**What the exercise asks:** When a line of the records contains "join", copy it.

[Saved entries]
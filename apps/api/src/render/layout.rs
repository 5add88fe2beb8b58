//! Cover-letter layout: turns letter text into positioned lines on pages.
//!
//! Pure and deterministic; `render::pdf` only serialises what this produces.
//!
//! - Paragraphs are separated by one or more blank lines (whitespace-only
//!   lines count as blank). Inside a paragraph every whitespace run,
//!   newlines included, collapses to one space.
//! - Lines are filled greedily word by word against the text width. A single
//!   word wider than the line is split across lines by characters.
//! - A new page starts when the next line would cross the bottom margin.
//!   The title appears once, centered, at the top of page 1. Paragraph spacing
//!   is dropped at the top of a fresh page.

use once_cell::sync::Lazy;
use regex::Regex;
use serde::Serialize;

use crate::render::font_metrics::{get_metrics, FontFace, FontMetricTable, PageConfig};

pub const TITLE: &str = "Cover Letter";

fn paragraph_break_regex() -> &'static Regex {
    static BREAK: Lazy<Regex> =
        Lazy::new(|| Regex::new(r"\n\s*\n").expect("Failed to create paragraph_break_regex"));
    &BREAK
}

/// One line of text placed on a page. `x`/`y` are the baseline origin in PDF
/// user space (origin bottom-left).
#[derive(Debug, Clone, PartialEq, Serialize)]
pub struct PlacedLine {
    pub text: String,
    pub face: FontFace,
    pub size_pt: f32,
    pub x: f32,
    pub y: f32,
}

#[derive(Debug, Clone, Default, PartialEq, Serialize)]
pub struct PageLayout {
    pub lines: Vec<PlacedLine>,
}

/// Splits letter text into normalised paragraphs, dropping empty ones.
pub fn split_paragraphs(text: &str) -> Vec<String> {
    let normalized = text.replace("\r\n", "\n");
    paragraph_break_regex()
        .split(normalized.trim())
        .map(|p| p.split_whitespace().collect::<Vec<_>>().join(" "))
        .filter(|p| !p.is_empty())
        .collect()
}

/// Greedy word wrap at `max_width_pt`.
pub fn wrap_paragraph(
    paragraph: &str,
    metrics: &FontMetricTable,
    size_pt: f32,
    max_width_pt: f32,
) -> Vec<String> {
    let space_w = metrics.space_width * size_pt;
    let mut lines: Vec<String> = Vec::new();
    let mut current = String::new();
    let mut current_width = 0.0_f32;

    for word in paragraph.split_whitespace() {
        let word_w = metrics.width_pt(word, size_pt);

        if word_w > max_width_pt {
            if !current.is_empty() {
                lines.push(std::mem::take(&mut current));
            }
            let mut pieces = split_long_word(word, metrics, size_pt, max_width_pt);
            // The last piece stays open so following words can join it.
            let tail = pieces.pop().unwrap_or_default();
            lines.extend(pieces);
            current_width = metrics.width_pt(&tail, size_pt);
            current = tail;
            continue;
        }

        if current.is_empty() {
            current.push_str(word);
            current_width = word_w;
        } else if current_width + space_w + word_w > max_width_pt {
            lines.push(std::mem::take(&mut current));
            current.push_str(word);
            current_width = word_w;
        } else {
            current.push(' ');
            current.push_str(word);
            current_width += space_w + word_w;
        }
    }

    if !current.is_empty() {
        lines.push(current);
    }
    lines
}

fn split_long_word(
    word: &str,
    metrics: &FontMetricTable,
    size_pt: f32,
    max_width_pt: f32,
) -> Vec<String> {
    let mut pieces = Vec::new();
    let mut piece = String::new();
    let mut width = 0.0_f32;

    for c in word.chars() {
        let mut buf = [0u8; 4];
        let c_w = metrics.width_pt(c.encode_utf8(&mut buf), size_pt);
        if !piece.is_empty() && width + c_w > max_width_pt {
            pieces.push(std::mem::take(&mut piece));
            width = 0.0;
        }
        piece.push(c);
        width += c_w;
    }
    if !piece.is_empty() {
        pieces.push(piece);
    }
    pieces
}

/// Lays out the full letter: title block plus wrapped, paginated paragraphs.
/// Always returns at least one page.
pub fn layout_letter(text: &str, config: &PageConfig) -> Vec<PageLayout> {
    let body_metrics = get_metrics(config.body_font);
    let title_metrics = get_metrics(config.title_font);
    let text_width = config.text_width_pt();
    let top = config.page_height_pt - config.margin_top_pt;

    let mut pages = vec![PageLayout::default()];
    let mut cursor = top;

    let title_w = title_metrics.width_pt(TITLE, config.title_size_pt);
    pages[0].lines.push(PlacedLine {
        text: TITLE.to_string(),
        face: title_metrics.face,
        size_pt: config.title_size_pt,
        x: (config.page_width_pt - title_w) / 2.0,
        y: cursor - config.title_size_pt,
    });
    cursor -= config.title_size_pt * 1.2 + config.title_space_after_pt;

    for paragraph in split_paragraphs(text) {
        let lines = wrap_paragraph(&paragraph, body_metrics, config.body_size_pt, text_width);

        for line in lines {
            if cursor - config.body_leading_pt < config.margin_bottom_pt {
                pages.push(PageLayout::default());
                cursor = top;
            }
            let page = pages.len() - 1;
            pages[page].lines.push(PlacedLine {
                text: line,
                face: body_metrics.face,
                size_pt: config.body_size_pt,
                x: config.margin_left_pt,
                y: cursor - config.body_size_pt,
            });
            cursor -= config.body_leading_pt;
        }

        cursor -= config.paragraph_gap_pt;
        if cursor < config.margin_bottom_pt {
            pages.push(PageLayout::default());
            cursor = top;
        }
    }

    // A gap-triggered break after the last paragraph leaves an empty page.
    if pages.len() > 1 && pages.last().map_or(false, |p| p.lines.is_empty()) {
        pages.pop();
    }
    pages
}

**Answer area:**
        .map(|p| p.split_whitespace().collect::<Vec<_>>().join(" "))
            // The last piece stays open so following words can join it.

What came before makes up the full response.